In the validation RNA‐seq experiment, RNAs from two independent biological replicates were prepared for each tested condition (early symptomless cotyledon infection, symptomless stem infection or in vitro growth). cDNA libraries and 100‐bp paired‐read sequencing were performed by Genoscope (Evry, France) using Illumina HiSeq2500.
RNA analysis
RNA‐seq analyses were performed with the CLC Genomics Workbench v7.5.1 (Qiagen, Venlo, the Netherlands). Reads were mapped on the reference genomes of B. napus (Chalhoub et al., 2014) and L. maculans (JN3) (Rouxel et al., 2011).
Gene expression was measured using RPKM values (Mortazavi et al., 2008), which were used to cluster the fungal genes based on their expression level across the different infection stages. The data were visualized in the form of a heat map. Gene expression was normalized and differentially expressed genes were detected (P < 0.05) using DESeq2 (Love et al., 2014).
Gene ontology predictions were performed with Blast2GO v3.0.9. Annotation enrichment analyses were performed with Fisher's exact test, using a false discovery rate (FDR) < 0.05 as a filter.
Genes were clustered based on their expression level with Gene Cluster 3.0 by average linkage (de Hoon et al., 2004). Only genes with differential expression (log10(RPKM + 1) ≥ 1 in at least one condition, and Max[log10(RPKM + 1)] – Min[log10(RPKM + 1)] ≥ 1 across the different conditions were clustered. Clusters were visualized with Java Treeview (Saldanha, 2004).
The presence of a secretion signal was predicted with SignalP 4.1 and TargetP 1.1 (Emanuelsson et al., 2007). Transmembrane helix predictions in proteins were performed with TMHMM 2.0. GPI anchor predictions were performed with PredGPI (Pierleoni et al., 2008) and with big‐PI Predictor. Statistical analyses were performed with R (R Core Team, 2015).
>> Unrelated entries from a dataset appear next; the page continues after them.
//! Lazy cursor pagination over any connection-shaped query.
//!
//! A [`Paginator`] owns a page-fetch function `f(after) -> Page<T>` and
//! hands out items one at a time. Page `k + 1` is requested only after
//! page `k` is exhausted, with `after` set to page `k`'s `endCursor`; the
//! first page receives no cursor. Iteration ends the first time a page
//! reports `hasNextPage = false`, and a paginator cannot be restarted.
//! A page that claims a successor but carries no `endCursor` is a protocol
//! error.

use std::collections::VecDeque;
use std::future::Future;
use std::pin::Pin;

use crate::error::{Result, ScanError};
use crate::types::Page;

/// Boxed future returned by a page-fetch function.
pub type PageFuture<'a, T> = Pin<Box<dyn Future<Output = Result<Page<T>>> + Send + 'a>>;

type FetchFn<'a, T> = Box<dyn FnMut(Option<String>) -> PageFuture<'a, T> + Send + 'a>;

/// Forward-only, lazily fetched sequence of items from a cursor-paged query.
pub struct Paginator<'a, T> {
    fetch: FetchFn<'a, T>,
    buffer: VecDeque<T>,
    /// Cursor for the next request; `None` before the first page.
    after: Option<String>,
    has_more: bool,
    pages_fetched: usize,
}

impl<'a, T: Send + 'a> Paginator<'a, T> {
    /// Build a paginator from a page-fetch function.
    pub fn new<F, Fut>(mut fetch: F) -> Self
    where
        F: FnMut(Option<String>) -> Fut + Send + 'a,
        Fut: Future<Output = Result<Page<T>>> + Send + 'a,
    {
        Self {
            fetch: Box::new(move |after| Box::pin(fetch(after))),
            buffer: VecDeque::new(),
            after: None,
            has_more: true,
            pages_fetched: 0,
        }
    }

    /// Next item, fetching the next page when the buffer runs dry.
    ///
    /// Returns `None` once the last page has been drained. A fetch error is
    /// returned as `Some(Err(_))` and ends the sequence.
    pub async fn next(&mut self) -> Option<Result<T>> {
        loop {
            if let Some(item) = self.buffer.pop_front() {
                return Some(Ok(item));
            }
            if !self.has_more {
                return None;
            }

            let page = match (self.fetch)(self.after.take()).await {
                Ok(page) => page,
                Err(e) => {
                    self.has_more = false;
                    return Some(Err(e));
                }
            };
            self.pages_fetched += 1;
            tracing::trace!(
                page = self.pages_fetched,
                count = page.items.len(),
                has_next_page = page.page_info.has_next_page,
                "Fetched page"
            );

            if page.page_info.has_next_page && page.page_info.end_cursor.is_none() {
                self.has_more = false;
                return Some(Err(ScanError::protocol("next page without cursor")));
            }
            self.has_more = page.page_info.has_next_page;
            self.after = page.page_info.end_cursor;
            self.buffer.extend(page.items);
        }
    }

    /// Drain the remaining items into a `Vec`, stopping at the first error.
    pub async fn try_collect(mut self) -> Result<Vec<T>> {
        let mut items = Vec::new();
        while let Some(item) = self.next().await {
            items.push(item?);
        }
        Ok(items)
    }

    /// Number of pages requested so far.
    pub fn pages_fetched(&self) -> usize {
        self.pages_fetched
    }
}

#[cfg(test)]
mod tests {
    use super::*;
    use crate::types::PageInfo;
    use std::sync::{Arc, Mutex};

    fn page(items: &[u32], next: Option<&str>) -> Page<u32> {
        Page {
            items: items.to_vec(),
            page_info: PageInfo {
                has_next_page: next.is_some(),
                end_cursor: next.map(String::from).or_else(|| Some("last".into())),
            },
        }
    }

    /// Serve canned pages in order and record every `after` argument.
    fn scripted(
        pages: Vec<Page<u32>>,
    ) -> (
        impl FnMut(Option<String>) -> std::future::Ready<Result<Page<u32>>> + Send,
        Arc<Mutex<Vec<Option<String>>>>,
    ) {
        let calls = Arc::new(Mutex::new(Vec::new()));
        let capture = Arc::clone(&calls);
        let mut pages = VecDeque::from(pages);
        let fetch = move |after: Option<String>| {
            capture.lock().unwrap_or_else(|e| e.into_inner()).push(after);
            let next = pages
                .pop_front()
                .ok_or_else(|| ScanError::protocol("requested a page past the end"));
            std::future::ready(next)
        };
        (fetch, calls)
    }

    #[tokio::test]
    async fn test_yields_concatenation_of_pages_in_order_and_terminates() {
        let (fetch, calls) = scripted(vec![
            page(&[1, 2], Some("c1")),
            page(&[3], Some("c2")),
            page(&[4, 5], None),
        ]);

        let items = Paginator::new(fetch).try_collect().await.expect("all pages");

        assert_eq!(items, vec![1, 2, 3, 4, 5]);
        assert_eq!(calls.lock().unwrap().len(), 3);
    }

    #[tokio::test]
    async fn test_threads_end_cursor_into_next_request() {
        let (fetch, calls) = scripted(vec![
            page(&[1], Some("c1")),
            page(&[2], Some("c2")),
            page(&[3], None),
        ]);

        Paginator::new(fetch).try_collect().await.expect("all pages");

        assert_eq!(
            *calls.lock().unwrap(),
            vec![None, Some("c1".to_string()), Some("c2".to_string())]
        );
    }

    #[tokio::test]
    async fn test_is_lazy_until_the_buffer_runs_dry() {
        let (fetch, calls) = scripted(vec![page(&[1, 2], Some("c1")), page(&[3], None)]);
        let mut paginator = Paginator::new(fetch);

        assert_eq!(calls.lock().unwrap().len(), 0);
        assert_eq!(paginator.next().await.unwrap().unwrap(), 1);
        assert_eq!(paginator.next().await.unwrap().unwrap(), 2);
        assert_eq!(calls.lock().unwrap().len(), 1);
        assert_eq!(paginator.next().await.unwrap().unwrap(), 3);
        assert_eq!(paginator.pages_fetched(), 2);
        assert!(paginator.next().await.is_none());
        assert!(paginator.next().await.is_none());
        assert_eq!(calls.lock().unwrap().len(), 2);
    }

    #[tokio::test]
    async fn test_empty_final_page_ends_iteration() {
        let (fetch, _) = scripted(vec![page(&[], None)]);
        let items = Paginator::new(fetch).try_collect().await.expect("empty");
        assert!(items.is_empty());
    }

    #[tokio::test]
    async fn test_fetch_error_is_returned_once_and_ends_sequence() {
        let (fetch, calls) = scripted(vec![page(&[1], Some("c1"))]);
        let mut paginator = Paginator::new(fetch);

        assert_eq!(paginator.next().await.unwrap().unwrap(), 1);
        assert!(matches!(
            paginator.next().await,
            Some(Err(ScanError::Protocol { .. }))
        ));
        assert!(paginator.next().await.is_none());
        assert_eq!(calls.lock().unwrap().len(), 2);
    }

    #[tokio::test]
    async fn test_next_page_without_cursor_is_protocol_error() {
        let dangling = Page {
            items: vec![2],
            page_info: PageInfo {
                has_next_page: true,
                end_cursor: None,
            },
        };
        let (fetch, calls) = scripted(vec![page(&[1], Some("c1")), dangling, page(&[3], None)]);
        let mut paginator = Paginator::new(fetch);

        assert_eq!(paginator.next().await.unwrap().unwrap(), 1);
        match paginator.next().await {
            Some(Err(ScanError::Protocol { message })) => {
                assert_eq!(message, "next page without cursor")
            }
            other => panic!("expected protocol error, got {other:?}"),
        }
        assert!(paginator.next().await.is_none());
        assert_eq!(calls.lock().unwrap().len(), 2);
    }
}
Accession number of RNA‐seq data
GSE81756 (in Gene Expression Omnibus database).
Supporting information
Acknowledgements
The authors wish to thank Bertrand Auclair (INRA BIOGER) for plant management and Régine Delourme (INRA, UMR IGEPP) for Brassica napus Darmor‐bzh seeds. J.G. was funded by a joint grant from the Santé des Plantes et Environnement (SPE) INRA department and the Institute Terres Inovia (formely CETIOM). Cotyledon RNA‐seq experiments were funded by grants from the ONEMA‐CTPS (‘ICOSCOP’ project) and the INRA‐SMaCH Metaprogram ‘K‐Masstec’. The validation RNA‐seq experiment was funded by France Génomique ('LEPTOLIFE' project).